In the writings of mathematician Alexander Grothendieck, there is a recurring discussion of two opposing strategies when confronting problems. One strategy, which he saw as the default among mathematicians and lamented leaning on early in his career, was to “attack problems,” that is, directly work to prove what you have set out to prove. This is how I did math when I was younger. Handed a problem, I would attempt the first thing that came to mind; if that failed I would go for another approach—trying increasingly thoughtless tactics until the problem, through sheer force, cracked open. Then I would move on.

The other approach, which Grothendieck preferred, he famously illustrated with a metaphor of a rising sea: 

The unknown thing to be known appeared to me as some stretch of earth or hard marl, resisting penetration… the sea advances insensibly in silence, nothing seems to happen, nothing moves, the water is so far off you hardly hear it.. yet it finally surrounds the resistant substance.

Practically speaking, what he did was explore the problem in an open-ended way, building intuition, introducing notation—growing an entire theory around the problem. This could go on for years. Until one day, the solution had become self-evident, a natural consequence of the theory. The problem essentially disappeared. It had been swallowed by the sea.

These ways of working on problems, going fast or slow, can be seen in all domains. Some writers go as fast as they can type, others take years understanding the world they will describe. Some house owners plant their gardens with whatever flowers catch their fancy at the store, others study the soil, the local fauna, the way the sun moves through the day . . .

There is an obvious drawback to going deep: the solutions may take a long time to surface. Grothendieck was famous for his willingness to spend a long time on a problem.
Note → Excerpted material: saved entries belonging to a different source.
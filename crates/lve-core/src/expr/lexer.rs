//! Tokenizer for lambda source strings.

use super::ExprError;

#[derive(Debug, Clone, PartialEq)]
pub(crate) enum Token {
    Name(String),
    Int(i64),
    Float(f64),
    Str(String),
    Op(&'static str),
    Eof,
}

#[derive(Debug, Clone, PartialEq)]
pub(crate) struct Spanned {
    pub token: Token,
    pub position: usize,
}

/// Longest operators first so `**` wins over `*`.
const OPERATORS: &[&str] = &[
    "**", "//", "==", "!=", "<=", ">=", "(", ")", "[", "]", ",", ":", ".", "=", "<", ">", "+",
    "-", "*", "/", "%",
];

pub(crate) fn tokenize(source: &str) -> Result<Vec<Spanned>, ExprError> {
    let bytes = source.as_bytes();
    let mut tokens = Vec::new();
    let mut pos = 0;

    while pos < bytes.len() {
        let c = bytes[pos];

        if c.is_ascii_whitespace() {
            pos += 1;
            continue;
        }

        if c.is_ascii_alphabetic() || c == b'_' {
            let start = pos;
            while pos < bytes.len() && (bytes[pos].is_ascii_alphanumeric() || bytes[pos] == b'_') {
                pos += 1;
            }
            tokens.push(Spanned {
                token: Token::Name(source[start..pos].to_string()),
                position: start,
            });
            continue;
        }

        if c.is_ascii_digit() || (c == b'.' && bytes.get(pos + 1).is_some_and(u8::is_ascii_digit)) {
            let (token, end) = lex_number(source, pos)?;
            tokens.push(Spanned { token, position: pos });
            pos = end;
            continue;
        }

        if c == b'\'' || c == b'"' {
            let (value, end) = lex_string(source, pos)?;
            tokens.push(Spanned {
                token: Token::Str(value),
                position: pos,
            });
            pos = end;
            continue;
        }

        match OPERATORS.iter().copied().find(|op| source[pos..].starts_with(*op)) {
            Some(op) => {
                tokens.push(Spanned {
                    token: Token::Op(op),
                    position: pos,
                });
                pos += op.len();
            }
            None => {
                let ch = source[pos..].chars().next().unwrap_or('?');
                return Err(ExprError::Syntax {
                    position: pos,
                    message: format!("unexpected character '{}'", ch),
                });
            }
        }
    }

    tokens.push(Spanned {
        token: Token::Eof,
        position: source.len(),
    });
    Ok(tokens)
}

fn lex_number(source: &str, start: usize) -> Result<(Token, usize), ExprError> {
    let bytes = source.as_bytes();
    let mut pos = start;
    let mut is_float = false;

    let digits = |pos: &mut usize| {
        while *pos < bytes.len() && (bytes[*pos].is_ascii_digit() || bytes[*pos] == b'_') {
            *pos += 1;
        }
    };

    digits(&mut pos);
    if pos < bytes.len() && bytes[pos] == b'.' {
        is_float = true;
        pos += 1;
        digits(&mut pos);
    }
    if pos < bytes.len() && (bytes[pos] == b'e' || bytes[pos] == b'E') {
        let mut look = pos + 1;
        if look < bytes.len() && (bytes[look] == b'+' || bytes[look] == b'-') {
            look += 1;
        }
        if look < bytes.len() && bytes[look].is_ascii_digit() {
            is_float = true;
            pos = look;
            digits(&mut pos);
        }
    }

    let text: String = source[start..pos].chars().filter(|c| *c != '_').collect();
    let invalid = || ExprError::Syntax {
        position: start,
        message: format!("invalid number literal '{}'", &source[start..pos]),
    };

    let token = if is_float {
        Token::Float(text.parse().map_err(|_| invalid())?)
    } else {
        Token::Int(text.parse().map_err(|_| invalid())?)
    };
    Ok((token, pos))
}

fn lex_string(source: &str, start: usize) -> Result<(String, usize), ExprError> {
    let mut chars = source[start..].char_indices();
    let quote = match chars.next() {
        Some((_, q)) => q,
        None => {
            return Err(ExprError::Syntax {
                position: start,
                message: "expected string literal".to_string(),
            })
        }
    };

    let mut value = String::new();
    while let Some((offset, c)) = chars.next() {
        match c {
            '\\' => {
                let escaped = match chars.next() {
                    Some((_, 'n')) => '\n',
                    Some((_, 't')) => '\t',
                    Some((_, 'r')) => '\r',
                    Some((_, '0')) => '\0',
                    Some((_, other)) => {
                        if other != '\\' && other != '\'' && other != '"' {
                            value.push('\\');
                        }
                        other
                    }
                    None => break,
                };
                value.push(escaped);
            }
            c if c == quote => return Ok((value, start + offset + c.len_utf8())),
            c => value.push(c),
        }
    }

    Err(ExprError::Syntax {
        position: start,
        message: "unterminated string literal".to_string(),
    })
}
He was insanely productive (averaging the equivalent of one paper a day for twelve years!) but often what he chose to work on was not ideal from the perspective of an academic career. He wasn’t optimizing for short term wins. He wouldn’t write up proofs to important theorems if he felt like he didn’t understand it properly, or if he felt that it could wait until its proper place in the larger theory had been reached. Sometimes, after years of waiting, his theorems would have to be written up and published by others, such as when Borel and Serre wrote up his proof of the Grothendieck-Riemann-Roch theorem.

So going deep is, to some extent, a luxury you can gift yourself if you have time.

Yet, when I look at the most effective people I know, they all have core areas where they are willing to invest the time to go this deep. 

And inversely, the typical approach that I see when I have to sit in on meetings, where people settle on the first solution that comes to mind without investigating their understanding of the problem—this rarely ends well.

Problems are typically richer than our preconceived notions about how to solve them. We can learn this the hard way, by failing and then failing again but failing better. But there are often shortcuts to be found if you are willing to spend more time mapping the landscape.

But what is it that happens in the mind of someone who lingers longer on a problem?

Michael Nielsen writes about this in an essay where he describes the experience of pushing himself to go deeper than usual in understanding a mathematical proof:

I gradually internalize the mathematical objects I’m dealing with [using spaced repetition]. It becomes easier and easier to conduct (most of) my work in my head. [. . .] Furthermore, as my understanding of the objects change – as I learn more about their nature, and correct my own misconceptions – my sense of what I can do with the objects changes as well. It’s as though they sprout new affordances, in the language of user interface design, and I get much practice in learning to fluidly apply those affordances in multiple ways. [. . .]

After going through the [time-consuming process of deeply understanding a proof,] I had a rather curious experience. I went for a multi-hour walk along the San Francisco Embarcadero. I found that my mind simply and naturally began discovering other facts related to the result. In particular, I found a handful (perhaps half a dozen) of different proofs of the basic theorem, as well as noticing many related ideas. This wasn’t done especially consciously – rather, my mind simply wanted to find these proofs.

When you go deep, probing the assumptions, looking from multiple angles, and reformulating things in your own words, the ideas become part of you. This is one of the reasons why I write. When I unpack things fully, the ideas become objects that I can rotate in my mind. The subconscious can draw parallels that it can’t if the ideas haven’t been thoroughly unpacked.

There is a line from Oscar Wilde that gets at this, when he says that to write well, all you need to do is develop your mind and then write what you see. If you have thought deeply, nearly everything looks interesting.

This phase shift, when ideas and concepts start behaving in new ways in our minds after they have been deeply understood, is, I assume, part of the explanation why Grothendieck was able to produce such astounding amounts of mathematics while feeling there was almost no effort involved. It was simply obvious to him, he just had to write it down. He had been so immersed in mathematics, contemplating it nearly every waking hour for decades—so his mind sprouted the most surprising and revolutionary affordances.